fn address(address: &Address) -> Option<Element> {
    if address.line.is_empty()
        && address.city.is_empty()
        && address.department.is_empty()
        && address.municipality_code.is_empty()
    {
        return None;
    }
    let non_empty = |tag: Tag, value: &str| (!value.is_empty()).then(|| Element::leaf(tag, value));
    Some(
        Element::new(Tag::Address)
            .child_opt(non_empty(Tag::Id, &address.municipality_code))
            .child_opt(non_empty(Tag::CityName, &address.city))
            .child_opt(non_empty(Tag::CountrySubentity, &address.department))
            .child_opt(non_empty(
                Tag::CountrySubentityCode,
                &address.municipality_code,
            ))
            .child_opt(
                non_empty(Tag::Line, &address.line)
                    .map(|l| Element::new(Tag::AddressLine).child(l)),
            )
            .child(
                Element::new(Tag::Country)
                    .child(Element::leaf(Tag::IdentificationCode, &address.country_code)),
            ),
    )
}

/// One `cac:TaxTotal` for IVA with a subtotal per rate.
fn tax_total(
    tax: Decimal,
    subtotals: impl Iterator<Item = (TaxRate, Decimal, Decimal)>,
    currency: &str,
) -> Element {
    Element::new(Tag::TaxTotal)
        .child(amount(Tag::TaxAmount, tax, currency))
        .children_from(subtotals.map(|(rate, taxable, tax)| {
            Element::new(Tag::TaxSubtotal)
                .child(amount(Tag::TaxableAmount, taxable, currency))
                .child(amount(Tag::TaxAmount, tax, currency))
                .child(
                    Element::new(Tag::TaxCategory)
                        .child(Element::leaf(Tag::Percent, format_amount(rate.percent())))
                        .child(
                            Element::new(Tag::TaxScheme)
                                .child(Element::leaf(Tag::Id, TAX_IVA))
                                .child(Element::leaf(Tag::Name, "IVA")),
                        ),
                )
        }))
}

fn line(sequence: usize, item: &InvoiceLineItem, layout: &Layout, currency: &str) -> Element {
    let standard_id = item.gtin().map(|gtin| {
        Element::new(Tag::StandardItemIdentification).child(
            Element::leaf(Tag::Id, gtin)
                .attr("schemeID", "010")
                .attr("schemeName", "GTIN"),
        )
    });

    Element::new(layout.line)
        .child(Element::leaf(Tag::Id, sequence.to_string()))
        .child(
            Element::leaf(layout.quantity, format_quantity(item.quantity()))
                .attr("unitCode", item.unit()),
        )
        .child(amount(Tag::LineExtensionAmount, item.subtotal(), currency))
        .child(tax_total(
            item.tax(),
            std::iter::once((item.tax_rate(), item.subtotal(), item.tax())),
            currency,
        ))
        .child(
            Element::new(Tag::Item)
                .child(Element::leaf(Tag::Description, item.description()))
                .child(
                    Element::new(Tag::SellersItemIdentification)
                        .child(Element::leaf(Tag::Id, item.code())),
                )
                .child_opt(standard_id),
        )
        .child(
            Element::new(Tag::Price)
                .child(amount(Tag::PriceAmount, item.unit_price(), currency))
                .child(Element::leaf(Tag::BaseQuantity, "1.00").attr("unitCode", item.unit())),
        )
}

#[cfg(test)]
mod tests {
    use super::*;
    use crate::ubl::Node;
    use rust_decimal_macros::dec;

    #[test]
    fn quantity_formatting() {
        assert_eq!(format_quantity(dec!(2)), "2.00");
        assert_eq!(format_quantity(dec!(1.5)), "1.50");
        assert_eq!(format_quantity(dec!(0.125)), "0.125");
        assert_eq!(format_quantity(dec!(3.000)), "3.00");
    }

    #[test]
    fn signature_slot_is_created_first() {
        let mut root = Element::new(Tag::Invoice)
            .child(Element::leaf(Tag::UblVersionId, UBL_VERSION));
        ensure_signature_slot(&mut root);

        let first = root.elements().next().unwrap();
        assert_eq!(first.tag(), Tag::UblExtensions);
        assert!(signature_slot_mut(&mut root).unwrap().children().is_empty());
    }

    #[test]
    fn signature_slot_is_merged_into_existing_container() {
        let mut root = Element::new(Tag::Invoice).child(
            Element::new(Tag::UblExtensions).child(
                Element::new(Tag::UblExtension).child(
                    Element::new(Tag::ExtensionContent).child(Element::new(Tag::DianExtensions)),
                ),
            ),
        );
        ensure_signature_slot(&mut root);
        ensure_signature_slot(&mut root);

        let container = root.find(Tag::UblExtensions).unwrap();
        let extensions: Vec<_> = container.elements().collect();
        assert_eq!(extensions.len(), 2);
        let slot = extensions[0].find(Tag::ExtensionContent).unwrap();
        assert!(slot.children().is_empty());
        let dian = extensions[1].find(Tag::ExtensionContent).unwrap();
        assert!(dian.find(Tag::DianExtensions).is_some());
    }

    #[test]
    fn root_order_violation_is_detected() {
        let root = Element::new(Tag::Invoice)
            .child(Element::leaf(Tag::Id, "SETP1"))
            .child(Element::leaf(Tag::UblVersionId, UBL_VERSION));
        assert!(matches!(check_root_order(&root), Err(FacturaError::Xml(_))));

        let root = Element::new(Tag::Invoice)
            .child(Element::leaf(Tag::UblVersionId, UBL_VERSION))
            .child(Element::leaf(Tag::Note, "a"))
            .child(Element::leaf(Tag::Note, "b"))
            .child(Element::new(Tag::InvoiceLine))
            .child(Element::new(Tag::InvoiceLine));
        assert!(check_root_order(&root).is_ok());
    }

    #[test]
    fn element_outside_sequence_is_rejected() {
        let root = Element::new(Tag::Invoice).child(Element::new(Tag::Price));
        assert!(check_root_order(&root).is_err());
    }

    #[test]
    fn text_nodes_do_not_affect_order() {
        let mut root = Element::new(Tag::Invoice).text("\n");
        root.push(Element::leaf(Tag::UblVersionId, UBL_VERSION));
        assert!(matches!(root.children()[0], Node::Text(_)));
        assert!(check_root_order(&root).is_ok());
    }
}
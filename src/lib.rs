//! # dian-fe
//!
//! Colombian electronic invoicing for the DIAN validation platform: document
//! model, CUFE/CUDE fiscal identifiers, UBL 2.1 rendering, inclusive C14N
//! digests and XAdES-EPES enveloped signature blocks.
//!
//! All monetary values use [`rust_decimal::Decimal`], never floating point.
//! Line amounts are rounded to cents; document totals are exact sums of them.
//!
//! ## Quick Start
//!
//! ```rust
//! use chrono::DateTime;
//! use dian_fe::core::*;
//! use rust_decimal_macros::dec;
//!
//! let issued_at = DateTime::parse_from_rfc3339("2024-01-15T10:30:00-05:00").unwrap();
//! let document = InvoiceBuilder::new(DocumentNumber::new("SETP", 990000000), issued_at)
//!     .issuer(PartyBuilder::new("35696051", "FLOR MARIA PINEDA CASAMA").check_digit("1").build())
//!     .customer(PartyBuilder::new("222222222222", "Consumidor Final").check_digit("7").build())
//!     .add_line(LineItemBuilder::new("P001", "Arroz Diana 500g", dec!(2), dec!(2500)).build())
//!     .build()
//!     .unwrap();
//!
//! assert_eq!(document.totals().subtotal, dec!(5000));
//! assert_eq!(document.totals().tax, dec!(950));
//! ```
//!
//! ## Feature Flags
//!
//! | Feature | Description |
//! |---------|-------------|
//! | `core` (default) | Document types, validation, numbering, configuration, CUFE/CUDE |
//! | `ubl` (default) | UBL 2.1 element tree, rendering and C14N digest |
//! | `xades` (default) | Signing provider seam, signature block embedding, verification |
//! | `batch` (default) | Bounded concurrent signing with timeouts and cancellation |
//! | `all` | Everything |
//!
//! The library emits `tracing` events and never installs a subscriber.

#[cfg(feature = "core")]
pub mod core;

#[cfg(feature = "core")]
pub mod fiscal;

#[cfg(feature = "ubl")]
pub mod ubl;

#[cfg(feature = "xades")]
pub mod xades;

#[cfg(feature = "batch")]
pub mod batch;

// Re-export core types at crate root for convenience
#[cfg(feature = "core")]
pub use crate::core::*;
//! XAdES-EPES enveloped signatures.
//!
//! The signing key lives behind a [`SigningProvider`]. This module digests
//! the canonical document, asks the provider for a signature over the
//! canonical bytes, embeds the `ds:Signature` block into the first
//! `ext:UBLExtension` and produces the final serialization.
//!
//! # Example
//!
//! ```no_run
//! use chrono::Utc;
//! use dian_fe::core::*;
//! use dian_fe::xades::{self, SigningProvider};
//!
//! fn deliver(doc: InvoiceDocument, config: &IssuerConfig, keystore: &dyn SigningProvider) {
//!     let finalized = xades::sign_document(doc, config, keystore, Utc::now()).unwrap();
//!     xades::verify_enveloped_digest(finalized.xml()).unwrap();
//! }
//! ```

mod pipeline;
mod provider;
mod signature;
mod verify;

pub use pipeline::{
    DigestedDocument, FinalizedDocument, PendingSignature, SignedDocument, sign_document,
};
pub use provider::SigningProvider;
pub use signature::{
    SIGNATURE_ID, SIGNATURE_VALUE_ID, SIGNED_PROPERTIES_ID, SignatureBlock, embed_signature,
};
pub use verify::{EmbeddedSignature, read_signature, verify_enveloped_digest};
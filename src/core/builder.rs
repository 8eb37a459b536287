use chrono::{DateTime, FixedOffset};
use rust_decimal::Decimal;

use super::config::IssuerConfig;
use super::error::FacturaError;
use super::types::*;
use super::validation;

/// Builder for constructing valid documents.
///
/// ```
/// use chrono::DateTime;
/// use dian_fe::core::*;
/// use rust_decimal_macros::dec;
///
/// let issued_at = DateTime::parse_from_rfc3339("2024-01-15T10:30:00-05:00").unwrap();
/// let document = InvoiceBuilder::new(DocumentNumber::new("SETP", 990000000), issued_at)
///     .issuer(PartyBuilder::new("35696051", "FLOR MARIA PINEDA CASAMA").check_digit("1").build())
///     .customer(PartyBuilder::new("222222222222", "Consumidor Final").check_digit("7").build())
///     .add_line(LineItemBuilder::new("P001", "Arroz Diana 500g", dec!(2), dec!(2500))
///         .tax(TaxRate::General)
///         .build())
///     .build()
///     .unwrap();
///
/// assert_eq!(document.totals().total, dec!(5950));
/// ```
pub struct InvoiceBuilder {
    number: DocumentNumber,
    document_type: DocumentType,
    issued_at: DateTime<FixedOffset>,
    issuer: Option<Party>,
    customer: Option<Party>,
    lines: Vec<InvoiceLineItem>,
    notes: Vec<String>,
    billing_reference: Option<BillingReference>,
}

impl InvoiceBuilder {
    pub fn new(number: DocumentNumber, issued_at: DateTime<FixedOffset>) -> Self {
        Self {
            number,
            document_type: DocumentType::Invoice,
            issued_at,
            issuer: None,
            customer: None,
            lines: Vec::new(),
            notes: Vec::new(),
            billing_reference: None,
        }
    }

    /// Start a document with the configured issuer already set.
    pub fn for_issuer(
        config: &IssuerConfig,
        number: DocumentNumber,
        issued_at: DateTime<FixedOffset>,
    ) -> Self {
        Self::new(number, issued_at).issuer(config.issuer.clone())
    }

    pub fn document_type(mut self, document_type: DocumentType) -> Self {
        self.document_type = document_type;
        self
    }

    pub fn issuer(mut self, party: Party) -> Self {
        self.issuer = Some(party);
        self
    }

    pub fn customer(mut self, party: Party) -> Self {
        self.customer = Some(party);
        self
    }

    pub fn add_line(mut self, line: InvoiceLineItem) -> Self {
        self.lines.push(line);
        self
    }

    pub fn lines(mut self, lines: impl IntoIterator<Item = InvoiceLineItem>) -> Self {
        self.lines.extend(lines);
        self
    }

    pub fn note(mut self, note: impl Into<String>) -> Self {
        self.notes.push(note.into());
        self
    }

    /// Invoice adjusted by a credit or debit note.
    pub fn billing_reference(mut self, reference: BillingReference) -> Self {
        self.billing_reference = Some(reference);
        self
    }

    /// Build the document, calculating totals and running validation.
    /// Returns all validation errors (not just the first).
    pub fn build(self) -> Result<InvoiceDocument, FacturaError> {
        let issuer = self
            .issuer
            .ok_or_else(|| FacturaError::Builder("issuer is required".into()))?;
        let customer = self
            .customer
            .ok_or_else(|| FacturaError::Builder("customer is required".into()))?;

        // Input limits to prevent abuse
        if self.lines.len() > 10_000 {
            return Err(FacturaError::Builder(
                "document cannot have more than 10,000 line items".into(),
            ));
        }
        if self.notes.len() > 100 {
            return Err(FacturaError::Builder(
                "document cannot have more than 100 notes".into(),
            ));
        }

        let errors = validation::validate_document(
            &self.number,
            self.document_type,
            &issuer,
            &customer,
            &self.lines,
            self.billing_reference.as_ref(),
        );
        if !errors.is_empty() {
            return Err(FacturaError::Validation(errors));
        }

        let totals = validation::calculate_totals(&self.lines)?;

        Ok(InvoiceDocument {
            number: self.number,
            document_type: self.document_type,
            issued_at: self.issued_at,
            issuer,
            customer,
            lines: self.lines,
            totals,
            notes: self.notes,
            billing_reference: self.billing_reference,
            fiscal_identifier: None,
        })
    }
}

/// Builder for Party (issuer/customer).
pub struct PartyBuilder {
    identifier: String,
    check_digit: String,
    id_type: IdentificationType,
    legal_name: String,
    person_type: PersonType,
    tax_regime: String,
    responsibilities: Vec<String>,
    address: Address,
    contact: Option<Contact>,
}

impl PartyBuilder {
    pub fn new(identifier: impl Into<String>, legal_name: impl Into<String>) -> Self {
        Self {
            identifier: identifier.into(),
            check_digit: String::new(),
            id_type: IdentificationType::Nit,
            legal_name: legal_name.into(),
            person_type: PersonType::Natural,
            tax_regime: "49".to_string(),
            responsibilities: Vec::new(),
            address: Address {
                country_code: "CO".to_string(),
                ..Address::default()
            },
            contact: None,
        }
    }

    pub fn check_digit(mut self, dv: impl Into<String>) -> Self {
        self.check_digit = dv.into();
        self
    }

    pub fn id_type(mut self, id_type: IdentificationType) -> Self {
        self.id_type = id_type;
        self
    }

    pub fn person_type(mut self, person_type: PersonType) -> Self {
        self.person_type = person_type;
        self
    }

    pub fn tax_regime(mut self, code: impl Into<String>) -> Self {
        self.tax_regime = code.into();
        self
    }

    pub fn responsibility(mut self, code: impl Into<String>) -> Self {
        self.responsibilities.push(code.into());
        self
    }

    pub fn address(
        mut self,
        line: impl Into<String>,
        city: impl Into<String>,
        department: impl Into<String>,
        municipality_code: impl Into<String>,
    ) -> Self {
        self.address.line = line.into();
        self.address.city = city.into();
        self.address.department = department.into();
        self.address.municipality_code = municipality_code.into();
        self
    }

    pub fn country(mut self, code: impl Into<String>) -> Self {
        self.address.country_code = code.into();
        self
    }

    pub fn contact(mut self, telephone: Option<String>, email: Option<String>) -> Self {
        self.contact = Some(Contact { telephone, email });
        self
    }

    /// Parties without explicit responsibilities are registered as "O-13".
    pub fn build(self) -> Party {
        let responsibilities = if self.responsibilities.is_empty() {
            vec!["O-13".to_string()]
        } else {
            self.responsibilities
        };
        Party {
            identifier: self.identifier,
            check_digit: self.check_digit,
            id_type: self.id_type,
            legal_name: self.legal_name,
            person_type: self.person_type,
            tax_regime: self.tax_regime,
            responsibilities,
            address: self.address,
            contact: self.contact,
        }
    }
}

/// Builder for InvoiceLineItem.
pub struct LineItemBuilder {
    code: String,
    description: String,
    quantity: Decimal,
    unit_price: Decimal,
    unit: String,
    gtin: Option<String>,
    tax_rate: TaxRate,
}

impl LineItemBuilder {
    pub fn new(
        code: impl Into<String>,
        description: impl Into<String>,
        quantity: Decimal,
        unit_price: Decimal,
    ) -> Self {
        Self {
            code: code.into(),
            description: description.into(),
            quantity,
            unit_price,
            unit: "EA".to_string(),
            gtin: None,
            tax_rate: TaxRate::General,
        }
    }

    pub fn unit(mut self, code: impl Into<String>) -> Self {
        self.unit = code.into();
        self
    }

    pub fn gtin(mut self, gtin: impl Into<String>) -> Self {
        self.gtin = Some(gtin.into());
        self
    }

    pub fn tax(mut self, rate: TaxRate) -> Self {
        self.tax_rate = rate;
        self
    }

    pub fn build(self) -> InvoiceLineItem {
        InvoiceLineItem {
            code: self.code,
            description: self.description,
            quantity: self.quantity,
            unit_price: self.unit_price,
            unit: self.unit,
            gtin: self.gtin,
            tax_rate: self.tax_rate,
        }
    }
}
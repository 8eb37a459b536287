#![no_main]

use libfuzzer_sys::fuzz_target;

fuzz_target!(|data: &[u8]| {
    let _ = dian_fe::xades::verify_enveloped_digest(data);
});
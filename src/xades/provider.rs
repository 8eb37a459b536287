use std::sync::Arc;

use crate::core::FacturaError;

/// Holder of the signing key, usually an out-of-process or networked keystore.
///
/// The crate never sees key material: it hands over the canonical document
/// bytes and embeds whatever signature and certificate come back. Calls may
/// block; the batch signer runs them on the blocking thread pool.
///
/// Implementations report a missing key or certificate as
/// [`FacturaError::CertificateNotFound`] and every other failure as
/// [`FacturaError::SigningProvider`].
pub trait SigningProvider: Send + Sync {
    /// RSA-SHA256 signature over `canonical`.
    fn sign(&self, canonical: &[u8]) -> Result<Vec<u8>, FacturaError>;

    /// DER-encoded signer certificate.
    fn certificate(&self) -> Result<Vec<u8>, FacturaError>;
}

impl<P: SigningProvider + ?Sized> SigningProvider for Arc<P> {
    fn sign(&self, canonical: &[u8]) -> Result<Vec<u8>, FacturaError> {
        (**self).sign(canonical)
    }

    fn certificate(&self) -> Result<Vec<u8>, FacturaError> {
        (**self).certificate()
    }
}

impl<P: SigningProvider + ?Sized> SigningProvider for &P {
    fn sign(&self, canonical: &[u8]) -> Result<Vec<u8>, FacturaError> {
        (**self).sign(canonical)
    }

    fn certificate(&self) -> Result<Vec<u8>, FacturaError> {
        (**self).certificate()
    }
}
○ ○ ○ ○ ○ ○ ○
Activity: Copy each line above where the string "Sized" occurs.

Output:
impl<P: SigningProvider + ?Sized> SigningProvider for Arc<P> {
impl<P: SigningProvider + ?Sized> SigningProvider for &P {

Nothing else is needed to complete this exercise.